※本稿は、藤野智哉『人間関係に「線を引く」レッスン 人生がラクになる「バウンダリー」の考え方』(ディスカヴァー・トゥエンティワン)の一部を再編集したものです。
「他人に引きずられてしまう人」の悩み
最近、あなたはこんなことに悩んでいませんか?
断るのがなんとなく苦手
仕事も家庭も忙しすぎて、いつも時間がない
仕事の連絡が休日にもあり気が休まらない
つい意見の強い人に押しきられがち
愚痴につきあったり、相談されることが多い
待たされたり、相手に時間を合わせてしまう
「理不尽」と思いつつ、結局、我慢してしまう
「あなたのためを思って」の言葉にモヤモヤする
不機嫌な人がいると、自分までイヤな気分になる
期待に応えないと、なんだか罪悪感がある
そんなあなたに足りないのは、人間関係に「線を引く」ことかもしれません。
どういうことでしょうか?
人間関係に「線を引く」と書きましたが、この「線」は心理学用語の「バウンダリー」という考え方がもとになっています。
「バウンダリー」とは、「自分と他者の間にある境界線」のことです。
もう少し詳しくいうと、「『どこまで相手と関わるか』『どこから自分を守るか』を自分が決めるための心理的な境界線」を意味します。
「できない」と素直に伝えればいいが…
人にはそれぞれ「自分の領域」があります。
そしてその自分の領域は、尊重されてしかるべきものです。
けれども、本来なら誰からも侵入されないはずの「自分の領域」に、気づいたらずかずかと入ってこられてしまうケースは少なくありません。
それが「バウンダリーを越えられる」ということです。
そして、バウンダリーを越えられたら、自分を守るために、「それ以上はやめてください」と言っていいのです。

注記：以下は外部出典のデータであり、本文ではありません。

//! Hot-reload supervisor: per-file mtime/size tracking, atomic
//! detection of concurrent modification, and per-dataset reload.
//!
//! Driven from a timer tick outside this crate (see
//! `bin-rbld`'s transport loop); never runs concurrently with query
//! processing against the same dataset, since dataset content is only
//! ever mutated here, behind the dataset's own lock.

use std::fs;
use std::sync::atomic::Ordering;
use std::time::SystemTime;

use crate::dataset::{Dataset, DatasetFile, LineOutcome};
use crate::directive::{parse_directive, DirectiveContext, DirectiveError};

#[derive(Debug)]
pub enum ReloadOutcome {
    /// No source file's stat changed since the last successful load.
    Unchanged,
    Reloaded,
    Error(ReloadError),
}

#[derive(Debug)]
pub enum ReloadError {
    Stat(String, std::io::Error),
    /// A source file's mtime or size changed between the start and
    /// end of reading it.
    ChangedDuringRead,
    Fatal(String),
}

impl std::fmt::Display for ReloadError {
    fn fmt(&self, f: &mut std::fmt::Formatter) -> std::fmt::Result {
        match self {
            ReloadError::Stat(path, err) => write!(f, "failed to stat {path}: {err}"),
            ReloadError::ChangedDuringRead => {
                write!(f, "file changed during read - update dataset files via atomic rename")
            }
            ReloadError::Fatal(msg) => write!(f, "{msg}"),
        }
    }
}

struct Stat {
    mtime: Option<SystemTime>,
    size: u64,
}

fn stat(file: &DatasetFile) -> Result<Stat, ReloadError> {
    let meta = fs::metadata(&file.path)
        .map_err(|e| ReloadError::Stat(file.path.display().to_string(), e))?;
    Ok(Stat {
        mtime: meta.modified().ok(),
        size: meta.len(),
    })
}

fn stat_unchanged(file: &DatasetFile, observed: &Stat) -> bool {
    *file.last_mtime.read().expect("lock poisoned") == observed.mtime
        && *file.last_size.read().expect("lock poisoned") == Some(observed.size)
}

/// Zeroes a dataset's load stamp and every file's recorded stat, so
/// the next tick unconditionally attempts a reload.
fn invalidate(dataset: &Dataset) {
    dataset.stamp.store(0, Ordering::Release);
    for file in &dataset.files {
        *file.last_mtime.write().expect("lock poisoned") = None;
        *file.last_size.write().expect("lock poisoned") = None;
    }
}

fn mtime_stamp(mtime: Option<SystemTime>) -> u64 {
    mtime
        .and_then(|t| t.duration_since(SystemTime::UNIX_EPOCH).ok())
        .map(|d| d.as_secs())
        .unwrap_or(0)
}

/// Checks a single dataset's source files and reloads it if any
/// changed. Never called concurrently with a query that is reading
/// the same dataset's `common` state beyond what the lock already
/// serializes.
pub fn check_and_reload(dataset: &Dataset) -> ReloadOutcome {
    let mut observed = Vec::with_capacity(dataset.files.len());
    for file in &dataset.files {
        match stat(file) {
            Ok(s) => observed.push(s),
            Err(e) => {
                tracing::warn!(dataset = %dataset.spec, error = %e, "stat failed during reload check");
                if !dataset.is_loaded() {
                    // hard error: never had a valid load to fall back on
                    return ReloadOutcome::Error(e);
                }
                // retain the prior load, try again next tick
                return ReloadOutcome::Unchanged;
            }
        }
    }

    let changed = dataset.files.iter().zip(&observed).any(|(f, s)| !stat_unchanged(f, s));
    if !changed && dataset.is_loaded() {
        return ReloadOutcome::Unchanged;
    }

    match reload(dataset) {
        Ok(()) => ReloadOutcome::Reloaded,
        Err(e) => {
            tracing::warn!(dataset = %dataset.spec, error = %e, "dataset reload aborted");
            invalidate(dataset);
            ReloadOutcome::Error(e)
        }
    }
}

fn reload(dataset: &Dataset) -> Result<(), ReloadError> {
    dataset.type_impl.reset();
    let flags = dataset.type_impl.flags();
    let mut ctx = DirectiveContext::default();
    let mut max_stamp = 0u64;
    let mut file_stats = Vec::with_capacity(dataset.files.len());

    for file in &dataset.files {
        let t0 = stat(file)?;
        dataset.type_impl.start();

        let contents = fs::read_to_string(&file.path)
            .map_err(|e| ReloadError::Stat(file.path.display().to_string(), e))?;

        for raw_line in contents.lines() {
            let line = raw_line.trim();
            if line.is_empty() || line.starts_with(';') {
                continue;
            }
            if line.starts_with('$') {
                if let Err(err) = parse_directive(line, &mut ctx, flags) {
                    match err {
                        DirectiveError::MaxRangeIncreaseIgnored => {
                            tracing::warn!(dataset = %dataset.spec, "{err}");
                        }
                        other => return Err(ReloadError::Fatal(other.to_string())),
                    }
                }
            } else {
                match dataset.type_impl.line(line, &ctx) {
                    LineOutcome::Ok => {}
                    LineOutcome::SoftError(msg) => {
                        tracing::warn!(dataset = %dataset.spec, %msg, "soft line error");
                    }
                    LineOutcome::FatalError(msg) => return Err(ReloadError::Fatal(msg)),
                }
            }
        }

        dataset.type_impl.finish(&ctx);

        let t1 = stat(file)?;
        if t0.mtime != t1.mtime || t0.size != t1.size {
            return Err(ReloadError::ChangedDuringRead);
        }

        max_stamp = max_stamp.max(mtime_stamp(t0.mtime));
        file_stats.push(t0);
    }

    *dataset.common.write().expect("lock poisoned") = ctx.common;
    for (file, s) in dataset.files.iter().zip(file_stats) {
        *file.last_mtime.write().expect("lock poisoned") = s.mtime;
        *file.last_size.write().expect("lock poisoned") = Some(s.size);
    }
    // A dataset with zero source files (an apex-only SOA/NS holder,
    // say) is loaded the moment its reload completes.
    dataset.stamp.store(max_stamp.max(1), Ordering::Release);

    Ok(())
}

/// Runs one reload tick over every dataset in `datasets`. Each
/// dataset is checked exactly once even if attached to multiple
/// zones - callers should pass the deduplicated `(type, spec)`
/// registry, not a per-zone walk.
pub fn reload_tick<'a>(datasets: impl IntoIterator<Item = &'a Dataset>) {
    for dataset in datasets {
        check_and_reload(dataset);
    }
}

たとえば、仕事上でよくあるのが「時間」のバウンダリーです。
バウンダリーを適切に引けている人の場合、忙しい時期に他の仕事をふられたら、
「今は仕事がいっぱいで、引き受けられそうにありません。もし、どうしても私がしたほうがいいというなら、1週間後なら引き受けることができます」
と自分で「できる」「できない」の線引きをし、相手に素直に伝えて調整してもらうことができます。